Inter-Process Communication Using Pipes and Signals in C++ on Unix based machine
Inspired by Lovepreet Singh’s insightful article on creating a Unix-style process pipeline in C++, I embarked on this project to explore inter-process communication (IPC) in Unix-like operating systems. This article delves into the use of pipes and signals for IPC, demonstrating how to set up a communication channel between a parent and child process. By leveraging these powerful IPC mechanisms, we can achieve seamless data transfer and synchronization between processes, a fundamental aspect of system programming.
Understanding Process Communication
When we execute a program, it becomes a process. Typically, processes run in isolation, each in its own separate environment with allocated resources. However, there are situations where processes need to communicate with one another. How can this be accomplished?
One effective method is through the use of pipes. For instance, imagine you have used a command in a Unix-like terminal where the output of one command serves as the input to another. A common example is ls | sort
, where the output of ls
(which lists files in a directory) is passed directly into sort
to arrange the file names in order. The |
symbol, known as a pipe, facilitates this seamless flow of data between the two commands.
There are several other mechanisms for inter-process communication, each suitable for different scenarios:
- Message Queues: These allow processes to send and receive messages in a controlled manner, providing a way to manage complex communication patterns.
- Shared Memory: This is the fastest form of IPC as it allows multiple processes to access the same memory space. It is particularly useful when large amounts of data need to be shared.
- Semaphores: These are used to control access to shared resources by multiple processes, ensuring synchronization and preventing race conditions.
- Sockets: These provide a way for processes to communicate over a network, enabling IPC between processes on different machines.
- FIFOs (Named Pipes): Similar to pipes, but with the added ability to communicate between unrelated processes.
This article will guide you through implementing a simple yet effective pipeline using pipes and signals in C++. The implementation of pipes, while straightforward, provides a fascinating look into how processes can interact and share data in a Unix-like environment.
What are Pipes and Signals?
Pipes are one of the oldest and most widely used methods for inter-process communication (IPC) in Unix-based systems.

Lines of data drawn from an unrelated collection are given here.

#[cfg(test)]
mod tests {
    use super::*;
    use std::collections::HashMap;
    use tempfile::TempDir;

    fn env(pairs: &[(&str, &str)]) -> impl Fn(&str) -> Option<String> {
        let map: HashMap<String, String> = pairs
            .iter()
            .map(|(k, v)| (k.to_string(), v.to_string()))
            .collect();
        move |key: &str| map.get(key).cloned()
    }

    #[test]
    fn test_default_config() {
        let config = SpoolConfig::default();
        assert_eq!(config.input_dir, PathBuf::from("data/input"));
        assert_eq!(config.output_dir, PathBuf::from("data/output"));
        assert_eq!(config.num_workers, 1);
        assert_eq!(config.scan_interval, Duration::from_secs(1));
        assert_eq!(config.status_interval, Duration::from_secs(5));
        assert!(config.model_args.is_empty());
    }

    #[test]
    fn test_config_builder() {
        let config = SpoolConfig::new("models/tiny.gguf")
            .with_input_dir("/srv/in")
            .with_output_dir("/srv/out")
            .with_num_workers(4)
            .with_scan_interval(Duration::from_millis(250))
            .with_status_interval(Duration::from_secs(30))
            .with_model_args(vec!["--temp".to_string(), "0".to_string()]);

        assert_eq!(config.model_path, PathBuf::from("models/tiny.gguf"));
        assert_eq!(config.input_dir, PathBuf::from("/srv/in"));
        assert_eq!(config.output_dir, PathBuf::from("/srv/out"));
        assert_eq!(config.num_workers, 4);
        assert_eq!(config.scan_interval, Duration::from_millis(250));
        assert_eq!(config.status_interval, Duration::from_secs(30));
        assert_eq!(config.model_args, vec!["--temp", "0"]);
    }

    #[test]
    fn test_derived_dirs() {
        let config = SpoolConfig::default().with_input_dir("/srv/jobs/");
        assert_eq!(config.processing_dir(), PathBuf::from("/srv/jobs_processing"));
        assert_eq!(config.failed_dir(), PathBuf::from("/srv/jobs_failed"));

        let spool = config.spool();
        assert_eq!(spool.processing_dir(), config.processing_dir().as_path());
        assert_eq!(spool.failed_dir(), config.failed_dir().as_path());
    }

    #[test]
    fn test_validation_valid_config() {
        assert!(SpoolConfig::new("model").validate().is_ok());
    }

    #[test]
    fn test_validation_zero_workers() {
        let err = SpoolConfig::new("model")
            .with_num_workers(0)
            .validate()
            .unwrap_err();
        assert!(err.to_string().contains("num_workers"));
    }

    #[test]
    fn test_validation_zero_scan_interval() {
        let err = SpoolConfig::new("model")
            .with_scan_interval(Duration::ZERO)
            .validate()
            .unwrap_err();
        assert!(err.to_string().contains("scan_interval"));
    }

    #[test]
    fn test_validation_empty_dirs() {
        let err = SpoolConfig::new("model")
            .with_input_dir("")
            .validate()
            .unwrap_err();
        assert!(err.to_string().contains("input_dir"));

        let err = SpoolConfig::new("model")
            .with_output_dir("")
            .validate()
            .unwrap_err();
        assert!(err.to_string().contains("output_dir"));
    }

    #[test]
    fn test_validation_same_dirs() {
        let err = SpoolConfig::new("model")
            .with_input_dir("data/jobs")
            .with_output_dir("data/jobs/")
            .validate()
            .unwrap_err();
        assert!(err.to_string().contains("must differ"));
    }

    #[test]
    fn test_merge_env() {
        let mut config = SpoolConfig::default();
        config
            .merge_env(env(&[
                ("SPOOLQ_MODEL_PATH", "/models/a.bin"),
                ("SPOOLQ_INPUT_DIR", "/q/in"),
                ("SPOOLQ_OUTPUT_DIR", "/q/out"),
                ("SPOOLQ_NUM_WORKERS", "3"),
                ("SPOOLQ_SCAN_INTERVAL_MS", "200"),
                ("SPOOLQ_STATUS_INTERVAL_SECS", "60"),
            ]))
            .unwrap();

        assert_eq!(config.model_path, PathBuf::from("/models/a.bin"));
        assert_eq!(config.input_dir, PathBuf::from("/q/in"));
        assert_eq!(config.output_dir, PathBuf::from("/q/out"));
        assert_eq!(config.num_workers, 3);
        assert_eq!(config.scan_interval, Duration::from_millis(200));
        assert_eq!(config.status_interval, Duration::from_secs(60));
    }

    #[test]
    fn test_merge_env_invalid_number() {
        let mut config = SpoolConfig::default();
        let err = config
            .merge_env(env(&[("SPOOLQ_NUM_WORKERS", "many")]))
            .unwrap_err();
        assert!(matches!(err, ConfigError::InvalidValue { ref key, .. } if key == "SPOOLQ_NUM_WORKERS"));
    }

    #[test]
    fn test_from_yaml_file() {
        let temp = TempDir::new().unwrap();
        let path = temp.path().join("spoolq.yaml");
        std::fs::write(
            &path,
            "model_path: /models/tiny.gguf\nnum_workers: 2\nscan_interval_ms: 50\nmodel_args: [\"-n\", \"64\"]\n",
        )
        .unwrap();

        let config = SpoolConfig::from_yaml_file(&path).unwrap();
        assert_eq!(config.model_path, PathBuf::from("/models/tiny.gguf"));
        assert_eq!(config.num_workers, 2);
        assert_eq!(config.scan_interval, Duration::from_millis(50));
        assert_eq!(config.model_args, vec!["-n", "64"]);
        // Untouched fields keep their defaults.
        assert_eq!(config.input_dir, PathBuf::from("data/input"));
    }

    #[test]
    fn test_from_yaml_file_rejects_unknown_fields() {
        let temp = TempDir::new().unwrap();
        let path = temp.path().join("spoolq.yaml");
        std::fs::write(&path, "workers: 2\n").unwrap();

        let err = SpoolConfig::from_yaml_file(&path).unwrap_err();
        assert!(matches!(err, ConfigError::Parse { .. }));
    }

    #[test]
    fn test_from_yaml_file_missing() {
        let temp = TempDir::new().unwrap();
        let err = SpoolConfig::from_yaml_file(&temp.path().join("absent.yaml")).unwrap_err();
        assert!(matches!(err, ConfigError::Io(_)));
    }

    #[test]
    fn test_resolve_against() {
        let config = SpoolConfig::new("model.bin")
            .with_input_dir("in")
            .with_output_dir("/abs/out")
            .resolve_against(Path::new("/work"));

        assert_eq!(config.model_path, PathBuf::from("/work/model.bin"));
        assert_eq!(config.input_dir, PathBuf::from("/work/in"));
        assert_eq!(config.output_dir, PathBuf::from("/abs/out"));
    }
}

A pipe creates a communication channel between two processes, allowing data to flow from one process to another in a unidirectional manner.
How Pipes Work
- Creation: A pipe is created using the
pipe()
system call, which provides a pair of file descriptors: one for reading and one for writing. - Data Flow: Data written to the write-end of the pipe can be read from the read-end. This allows one process to send data to another.
- Lifecycle: Pipes exist only as long as the processes that created them. Once both ends of the pipe are closed, the pipe ceases to exist.
Advantages of Pipes
- Simplicity: Easy to set up and use for basic IPC tasks.
- Efficiency: Suitable for quick, one-way data transfer between related processes.
Limitations of Pipes
- Unidirectional: Data flows only in one direction.
- Limited to Related Processes: Typically used between parent and child processes.
- No Persistence: Pipes do not persist beyond the life of the processes that created them.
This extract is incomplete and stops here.